Nashville–On Tuesday, October 6, 2020, at 10:00 a.m. (CST), Fisk University will hold its 2020 Jubilee Day Convocation and pilgrimage.  This year’s convocation will be streamed via YouTube and Facebook. FiskJubileeDay.org is the link in order to “attend”.

Serving as this year’s keynote speaker will be Fisk alumna Angeline Butler ‘61.

Ms. Butler is an educator, a playwright, a director in theatre, a coordinator of cultural projects and a civil rights activist, who is currently an adjunct professor in Africana Studies at John Jay College of Criminal Justice (New York City). She is also a graduate of Columbia University and The Juilliard School.

While a student at Fisk, 1957-1961, she studied Music and led the Student Nonviolent Movement of the 1960s with Marion Barry, Jr., John Lewis, James Bevel, Bernard Lafayette, Peggy Alexander, Eleanor Jones, Curtis Murphy , Jerry Heard and Diane Nash. She is author of “Hands On the Freedom Plow: Accounts by Women of SNCC”, University of Illinois Press (2012) and (2010).

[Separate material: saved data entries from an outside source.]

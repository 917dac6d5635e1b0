mod deploy;
mod reconcile;

pub use deploy::DeployOperation;
pub use reconcile::TestOperation;
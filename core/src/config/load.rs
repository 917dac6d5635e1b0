use std::path::{Path, PathBuf};

use super::types::AppConfig;

/// Get the default drydock data directory: ~/.drydock
pub fn get_drydock_data_dir() -> anyhow::Result<PathBuf> {
    let home = std::env::var("HOME")
        .or_else(|_| std::env::var("USERPROFILE"))
        .map_err(|_| anyhow::anyhow!("Cannot determine home directory"))?;
    Ok(PathBuf::from(home).join(".drydock"))
}

/// Load configuration with the usual precedence:
/// ~/.drydock/config.toml, then ./config.toml, then built-in defaults.
pub fn load_default() -> anyhow::Result<AppConfig> {
    let drydock_dir = get_drydock_data_dir()?;
    let home_config = drydock_dir.join("config.toml");
    let local_config = Path::new("config.toml");

    let mut cfg: AppConfig = if home_config.exists() {
        let s = std::fs::read_to_string(&home_config)?;
        toml::from_str::<AppConfig>(&s)?
    } else if local_config.exists() {
        let s = std::fs::read_to_string(local_config)?;
        toml::from_str::<AppConfig>(&s)?
    } else {
        AppConfig::default()
    };

    // Anchor relative default paths under the data directory.
    if cfg.scheduler.store_path == super::types::SchedulerConfig::default().store_path {
        cfg.scheduler.store_path = drydock_dir
            .join("scheduled-operations.json")
            .to_string_lossy()
            .to_string();
    }

    if cfg.logging.file
        && cfg
            .logging
            .directory
            .as_deref()
            .map(|s| s.trim().is_empty())
            .unwrap_or(true)
    {
        let logs_dir = drydock_dir.join("logs");
        std::fs::create_dir_all(&logs_dir)?;
        cfg.logging.directory = Some(logs_dir.to_string_lossy().to_string());
    }

    Ok(cfg)
}

/// Load configuration from an explicit TOML file.
pub fn load_from_path(path: &Path) -> anyhow::Result<AppConfig> {
    let s = std::fs::read_to_string(path)
        .map_err(|err| anyhow::anyhow!("cannot read config '{}': {err}", path.display()))?;
    Ok(toml::from_str::<AppConfig>(&s)?)
}

#[cfg(test)]
mod tests {
    use super::*;
    use pretty_assertions::assert_eq;

    #[test]
    fn defaults_apply_to_empty_config() {
        let cfg: AppConfig = toml::from_str("").unwrap();
        assert_eq!(cfg.retry.max_attempts, 4);
        assert_eq!(cfg.modules_dir, "modules");
        assert!(cfg.logging.console);
    }

    #[test]
    fn partial_config_keeps_other_defaults() {
        let cfg: AppConfig = toml::from_str(
            r#"
            [retry]
            max_attempts = 2

            [[environments]]
            name = "production"
            url = "http://admin.example.com:7001"
            credential = "prod-admin"

            [[credentials]]
            id = "prod-admin"
            user = "admin"
            password = "secret"
            "#,
        )
        .unwrap();
        assert_eq!(cfg.retry.max_attempts, 2);
        assert_eq!(cfg.retry.delay_ms, 0);
        assert_eq!(cfg.environment("production").unwrap().url, "http://admin.example.com:7001");
        assert_eq!(cfg.credential("prod-admin").unwrap().user, "admin");
    }

    #[test]
    fn cancel_policy_parses_lowercase() {
        let cfg: AppConfig = toml::from_str(
            r#"
            [scheduler]
            cancel_policy = "drain"
            "#,
        )
        .unwrap();
        assert_eq!(cfg.scheduler.cancel_policy, crate::schedule::CancelPolicy::Drain);
    }

    #[test]
    fn explicit_file_load_reports_missing_file() {
        let err = load_from_path(Path::new("/nonexistent/config.toml")).unwrap_err();
        assert!(err.to_string().contains("cannot read config"));
    }
}
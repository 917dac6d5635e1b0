//! JSON persistence for scheduled operations.

use std::path::{Path, PathBuf};

use crate::error::EngineError;
use crate::schedule::registry::ScheduledOperation;

/// File-backed store. The whole registry is rewritten on every mutation;
/// the write goes through a sibling temp file and a rename so a crash never
/// leaves a half-written registry behind.
pub struct OperationStore {
    path: PathBuf,
}

impl OperationStore {
    pub fn new(path: impl Into<PathBuf>) -> Self {
        Self { path: path.into() }
    }

    pub fn path(&self) -> &Path {
        &self.path
    }

    /// Load all persisted operations. A missing file is an empty registry.
    pub async fn load(&self) -> Result<Vec<ScheduledOperation>, EngineError> {
        let raw = match tokio::fs::read(&self.path).await {
            Ok(raw) => raw,
            Err(err) if err.kind() == std::io::ErrorKind::NotFound => return Ok(Vec::new()),
            Err(err) => return Err(err.into()),
        };
        serde_json::from_slice(&raw).map_err(|err| {
            EngineError::Store(format!(
                "cannot parse scheduled operation store '{}': {err}",
                self.path.display()
            ))
        })
    }

    pub async fn save(&self, operations: &[ScheduledOperation]) -> Result<(), EngineError> {
        if let Some(parent) = self.path.parent() {
            if !parent.as_os_str().is_empty() {
                tokio::fs::create_dir_all(parent).await?;
            }
        }
        let raw = serde_json::to_vec_pretty(operations).map_err(|err| {
            EngineError::Store(format!("cannot serialize scheduled operations: {err}"))
        })?;
        let temp = self.path.with_extension("tmp");
        tokio::fs::write(&temp, &raw).await?;
        tokio::fs::rename(&temp, &self.path).await?;
        Ok(())
    }
}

The Jubilee Day Convocation annually spotlights Fisk alumni and commemorates the historic day in 1871 when the Fisk Jubilee Singers® departed from Fisk University to perform around the United States and abroad in order to raise funds for the university. It also serves as the first public appearance of the current Fisk Jubilee Singers®. This year the university celebrates the 149th anniversary of the original troop of Fisk Jubilee Singers® that traveled the world sharing the Negro Spiritual with people of different backgrounds.

A virtual pilgrimage segment to the sites of the four original Fisk Jubilee Singers buried in Nashville will immediately follow this year’s convocation segment. Original Jubilee Singers buried in Nashville’s City Cemetery are Elle Sheppard Moore and Mabel Lewis Imes; Georgia Gordon Taylor and Minnie Tate Hall are buried in Greenwood Cemetery.